**About this task:**
How many lines in the material below contain the word "DatagramSupport"? Write only the number.

**Data section:**
::::::::
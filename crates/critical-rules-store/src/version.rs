//! Loading and saving the version record.

use crate::models::{BootstrapDefaults, Result, StoreError, VersionRecord};
use crate::storage::RulesStore;
use std::fs;
use std::io::ErrorKind;
use tracing::debug;

impl RulesStore {
    /// Loads the persisted version record, bootstrapping one if absent.
    ///
    /// A persisted record is returned verbatim; only its structure is
    /// validated. When no record exists, one is synthesized from `defaults`
    /// with a checksum computed over `content` (the document currently
    /// loaded). The synthesized record is not written back.
    ///
    /// # Errors
    ///
    /// Returns `StoreError::Parse` if the record exists but is malformed, and
    /// `StoreError::Io` if it exists but cannot be read.
    pub fn load_version(&self, content: &str, defaults: &BootstrapDefaults) -> Result<VersionRecord> {
        let path = self.version_path();
        match fs::read_to_string(&path) {
            Ok(text) => Ok(serde_json::from_str(&text)?),
            Err(e) if e.kind() == ErrorKind::NotFound => {
                debug!("No version record at {}, bootstrapping", path.display());
                Ok(VersionRecord::bootstrap(content, defaults))
            }
            Err(e) => Err(StoreError::io(path, e)),
        }
    }

    /// Serializes `record` and overwrites the persisted copy.
    pub fn save_version(&self, record: &VersionRecord) -> Result<()> {
        let path = self.version_path();
        let json = serde_json::to_string_pretty(record)?;
        fs::write(&path, json).map_err(|e| StoreError::io(path, e))
    }
}
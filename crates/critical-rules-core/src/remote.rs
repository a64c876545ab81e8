//! # Remote Source Adapter
//!
//! Retrieves the three artifacts the upstream repository publishes. Each
//! call is a single independent GET: no retry, no caching, no shared mutable
//! state, so callers may issue fetches concurrently.
//!
//! | Artifact | Default location |
//! |----------|------------------|
//! | [`RemoteArtifact::Content`] | `CRITICAL-RULES.md` |
//! | [`RemoteArtifact::VersionDescriptor`] | `version.json` |
//! | [`RemoteArtifact::Changelog`] | `CHANGELOG.md` |
//!
//! Any failure, whether a non-success status or a transport error (DNS,
//! refused connection, timeout), becomes [`RemoteError::Unavailable`] with a
//! message. The kind of failure is not preserved.

use crate::config::RemoteConfig;
use crate::error::RulesError;
use async_trait::async_trait;
use std::fmt;
use std::time::Duration;
use thiserror::Error;
use tracing::debug;

/// One of the fixed remote artifacts.
#[derive(Debug, Clone, Copy, PartialEq, Eq, Hash)]
pub enum RemoteArtifact {
    /// The rules document.
    Content,
    /// The version descriptor (`version.json`).
    VersionDescriptor,
    /// The changelog.
    Changelog,
}

impl fmt::Display for RemoteArtifact {
    fn fmt(&self, f: &mut fmt::Formatter<'_>) -> fmt::Result {
        f.write_str(match self {
            RemoteArtifact::Content => "rules document",
            RemoteArtifact::VersionDescriptor => "version descriptor",
            RemoteArtifact::Changelog => "changelog",
        })
    }
}

/// Failure to retrieve a remote artifact.
#[derive(Debug, Clone, Error)]
pub enum RemoteError {
    /// The artifact could not be retrieved.
    #[error("{message}")]
    Unavailable {
        /// Which artifact was requested.
        artifact: RemoteArtifact,
        /// Transport or status message.
        message: String,
    },
}

impl RemoteError {
    /// The artifact whose fetch failed.
    pub fn artifact(&self) -> RemoteArtifact {
        match self {
            RemoteError::Unavailable { artifact, .. } => *artifact,
        }
    }
}

/// Source of remote artifacts.
///
/// Implemented over HTTP by [`HttpRemote`]; tests substitute in-memory
/// sources.
#[async_trait]
pub trait RemoteSource: Send + Sync {
    /// Retrieves the full text of `artifact`.
    async fn fetch(&self, artifact: RemoteArtifact) -> Result<String, RemoteError>;
}

/// HTTP implementation of [`RemoteSource`].
#[derive(Debug, Clone)]
pub struct HttpRemote {
    client: reqwest::Client,
    config: RemoteConfig,
}

impl HttpRemote {
    /// Builds a client honouring the configured timeout.
    pub fn new(config: RemoteConfig) -> Result<Self, RulesError> {
        let mut builder = reqwest::Client::builder()
            .user_agent(concat!("critical-rules-mcp/", env!("CARGO_PKG_VERSION")));
        if config.timeout_secs > 0 {
            builder = builder.timeout(Duration::from_secs(config.timeout_secs));
        }
        let client = builder
            .build()
            .map_err(|e| RulesError::Internal(format!("failed to build HTTP client: {e}")))?;

        Ok(Self { client, config })
    }

    /// URL an artifact is fetched from.
    pub fn url(&self, artifact: RemoteArtifact) -> &str {
        match artifact {
            RemoteArtifact::Content => &self.config.content_url,
            RemoteArtifact::VersionDescriptor => &self.config.version_url,
            RemoteArtifact::Changelog => &self.config.changelog_url,
        }
    }
}

#[async_trait]
impl RemoteSource for HttpRemote {
    async fn fetch(&self, artifact: RemoteArtifact) -> Result<String, RemoteError> {
        let url = self.url(artifact);
        debug!("Fetching {} from {}", artifact, url);

        let unavailable = |message: String| RemoteError::Unavailable { artifact, message };

        let response = self
            .client
            .get(url)
            .send()
            .await
            .map_err(|e| unavailable(format!("Failed to fetch: {e}")))?;

        let status = response.status();
        if !status.is_success() {
            return Err(unavailable(format!(
                "Failed to fetch: {}",
                status.canonical_reason().unwrap_or(status.as_str())
            )));
        }

        response
            .text()
            .await
            .map_err(|e| unavailable(format!("Failed to read response body: {e}")))
    }
}

#[cfg(test)]
mod tests {
    use super::*;

    #[test]
    fn test_urls_follow_config() {
        let config = RemoteConfig {
            content_url: "https://example.test/rules.md".to_string(),
            version_url: "https://example.test/version.json".to_string(),
            changelog_url: "https://example.test/CHANGELOG.md".to_string(),
            timeout_secs: 0,
        };
        let remote = HttpRemote::new(config).unwrap();

        assert_eq!(remote.url(RemoteArtifact::Content), "https://example.test/rules.md");
        assert_eq!(
            remote.url(RemoteArtifact::VersionDescriptor),
            "https://example.test/version.json"
        );
        assert_eq!(
            remote.url(RemoteArtifact::Changelog),
            "https://example.test/CHANGELOG.md"
        );
    }

    #[tokio::test]
    async fn test_connection_refused_is_unavailable() {
        let config = RemoteConfig {
            version_url: "http://127.0.0.1:9/version.json".to_string(),
            timeout_secs: 5,
            ..RemoteConfig::default()
        };
        let remote = HttpRemote::new(config).unwrap();

        let err = remote
            .fetch(RemoteArtifact::VersionDescriptor)
            .await
            .unwrap_err();
        assert_eq!(err.artifact(), RemoteArtifact::VersionDescriptor);
        assert!(err.to_string().starts_with("Failed to fetch"));
    }

    #[test]
    fn test_artifact_display() {
        assert_eq!(RemoteArtifact::Content.to_string(), "rules document");
        assert_eq!(RemoteArtifact::Changelog.to_string(), "changelog");
    }
}
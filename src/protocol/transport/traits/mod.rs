//! Abstraction traits used by the transport layer (CAN bus and timer).
pub mod can_bus;
pub mod lcb_timer;
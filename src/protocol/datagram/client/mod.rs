//! Sending side of the datagram service.
//!
//! [`DatagramClient::write_datagram`] claims a send-flow slot, resolves the
//! destination alias when needed, queues the frames towards the runner and
//! waits for the response. The decisions are taken by the pure
//! [`SendFlow`](flow::SendFlow) state machine; this module only performs
//! the I/O it asks for.
use futures_util::{future::select, future::Either, pin_mut};

use crate::core::{Alias, NodeHandle, NodeId, MAX_DATAGRAM_PAYLOAD};
use crate::error::WriteError;
use crate::protocol::datagram::codes::DatagramResult;
use crate::protocol::datagram::support::{
    ClientSlot, DatagramSupport, Notify, Outbound, RouteKind, SlotEvent, SlotGuard,
};
use crate::protocol::managment::alias_resolution::{alias_mapping_enquiry, verify_node_id_global};
use crate::protocol::transport::{
    can_frame::CanFrame,
    datagram::{builder::DatagramFrameBuilder, frame_count},
    traits::lcb_timer::LcbTimer,
};

pub mod flow;

use flow::{FlowAction, FlowEvent, SendFlow};

fn flow_event(event: SlotEvent) -> FlowEvent {
    match event {
        SlotEvent::AliasResolved(alias) => FlowEvent::AliasResolved(alias),
        SlotEvent::Response(message) => FlowEvent::Response(message),
    }
}

/// Per-task handle sending datagrams through a [`DatagramSupport`].
pub struct DatagramClient<'a, T: LcbTimer, const CLIENTS: usize, const HANDLERS: usize> {
    support: &'a DatagramSupport<'a, CLIENTS, HANDLERS>,
    timer: T,
}

impl<'a, T: LcbTimer, const CLIENTS: usize, const HANDLERS: usize>
    DatagramClient<'a, T, CLIENTS, HANDLERS>
{
    pub(crate) fn new(support: &'a DatagramSupport<'a, CLIENTS, HANDLERS>, timer: T) -> Self {
        Self { support, timer }
    }

    /// Send `payload` from the local node `source` to `destination` and
    /// wait for the outcome.
    ///
    /// Protocol outcomes (OK, rejection, timeout, unknown destination) are
    /// reported in the returned [`DatagramResult`]. `Err` means the
    /// arguments were refused and nothing was sent.
    pub async fn write_datagram(
        &mut self,
        source: NodeId,
        destination: NodeHandle,
        payload: &[u8],
    ) -> Result<DatagramResult, WriteError> {
        if payload.len() > MAX_DATAGRAM_PAYLOAD {
            return Err(WriteError::PayloadTooLong { len: payload.len() });
        }
        if destination.is_unknown() {
            return Err(WriteError::UnknownDestination);
        }
        let source_alias = self
            .support
            .local_directory()
            .lookup(source)
            .ok_or(WriteError::UnknownSource { node_id: source })?;

        let support = self.support;
        let guard = support.claim_slot().await;
        let mut flow = SendFlow::new(source_alias);
        let mut action = flow.handle(FlowEvent::Start {
            node_id: destination.id,
            cached_alias: support.cached_alias(destination),
        });

        loop {
            #[cfg(feature = "defmt")]
            defmt::trace!("datagram flow {}: {}", flow.state(), action);

            action = match action {
                FlowAction::ResolveAlias { node_id } => {
                    self.resolve(&guard, &mut flow, source_alias, node_id).await?
                }
                FlowAction::Transmit { destination } => {
                    self.transmit(&guard, source_alias, destination, payload)
                        .await?;
                    wait_for_transmission(guard.slot(), &mut flow).await
                }
                FlowAction::StartResponseTimer => {
                    let timeout = support.config().response_timeout_ms();
                    match wait_for_action_until(&mut self.timer, guard.slot(), &mut flow, timeout)
                        .await
                    {
                        Some(action) => action,
                        None => flow.handle(FlowEvent::ResponseTimeout),
                    }
                }
                FlowAction::Wait => wait_for_action(guard.slot(), &mut flow).await,
                FlowAction::Complete(result) => return Ok(result),
            };
        }
    }

    /// Alias Mapping Enquiry for the first half of the budget, then Verify
    /// Node ID Global for the rest.
    async fn resolve(
        &mut self,
        guard: &SlotGuard<'_, CLIENTS>,
        flow: &mut SendFlow,
        source_alias: Alias,
        node_id: NodeId,
    ) -> Result<FlowAction, WriteError> {
        let slot = guard.slot();
        slot.set_route(RouteKind::Resolving { node_id });

        let budget = self.support.config().alias_resolution_timeout_ms();
        let first_half = budget / 2;

        self.queue(alias_mapping_enquiry(source_alias, node_id)?, None)
            .await;
        if let Some(action) = wait_for_action_until(&mut self.timer, slot, flow, first_half).await
        {
            return Ok(action);
        }

        #[cfg(feature = "defmt")]
        defmt::debug!("no AMD for {:#X}, trying Verify Node ID", node_id);
        self.queue(verify_node_id_global(source_alias, node_id)?, None)
            .await;
        Ok(
            match wait_for_action_until(&mut self.timer, slot, flow, budget - first_half).await {
                Some(action) => action,
                None => flow.handle(FlowEvent::ResolutionTimeout),
            },
        )
    }

    /// Queue every frame; the last one makes the runner signal the slot.
    async fn transmit(
        &mut self,
        guard: &SlotGuard<'_, CLIENTS>,
        source_alias: Alias,
        destination: Alias,
        payload: &[u8],
    ) -> Result<(), WriteError> {
        guard.slot().set_route(RouteKind::Awaiting {
            local: source_alias,
            remote: destination,
        });

        let last = frame_count(payload.len()) - 1;
        let frames = DatagramFrameBuilder::new(source_alias, destination, payload).build();
        for (index, frame) in frames.enumerate() {
            let notify = (index == last).then(|| guard.notify());
            self.queue(frame?, notify).await;
        }
        Ok(())
    }

    async fn queue(&self, frame: CanFrame, notify: Option<Notify>) {
        self.support.outbound.send(Outbound { frame, notify }).await;
    }
}

/// Feed slot events to the flow until it asks for something.
async fn wait_for_action(slot: &ClientSlot, flow: &mut SendFlow) -> FlowAction {
    loop {
        let event = slot.events.receive().await;
        match flow.handle(flow_event(event)) {
            FlowAction::Wait => continue,
            action => return action,
        }
    }
}

/// Wait for the last frame to leave while still feeding responses to the
/// flow, since a rejection can end it earlier.
async fn wait_for_transmission(slot: &ClientSlot, flow: &mut SendFlow) -> FlowAction {
    loop {
        let event = {
            let transmitted = slot.transmitted.wait();
            let receive = slot.events.receive();
            pin_mut!(transmitted);
            pin_mut!(receive);
            match select(transmitted, receive).await {
                Either::Left(((), _)) => FlowEvent::Transmitted,
                Either::Right((event, _)) => flow_event(event),
            }
        };
        match flow.handle(event) {
            FlowAction::Wait => continue,
            action => return action,
        }
    }
}

/// Same as [`wait_for_action`], bounded by `millis`. `None` on expiry.
async fn wait_for_action_until<T: LcbTimer>(
    timer: &mut T,
    slot: &ClientSlot,
    flow: &mut SendFlow,
    millis: u32,
) -> Option<FlowAction> {
    let deadline = timer.delay_ms(millis);
    pin_mut!(deadline);

    loop {
        let event = {
            let receive = slot.events.receive();
            pin_mut!(receive);
            match select(deadline.as_mut(), receive).await {
                Either::Left(((), _)) => return None,
                Either::Right((event, _)) => event,
            }
        };
        match flow.handle(flow_event(event)) {
            FlowAction::Wait => continue,
            action => return Some(action),
        }
    }
}

#[cfg(test)]
#[path = "tests.rs"]
mod tests;
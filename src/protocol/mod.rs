//! OpenLCB protocol layers: CAN transport and datagram framing, alias
//! management, message definitions, and the datagram service.
pub mod datagram;
pub mod managment;
pub mod messages;
pub mod transport;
::::::::
**Result:**
4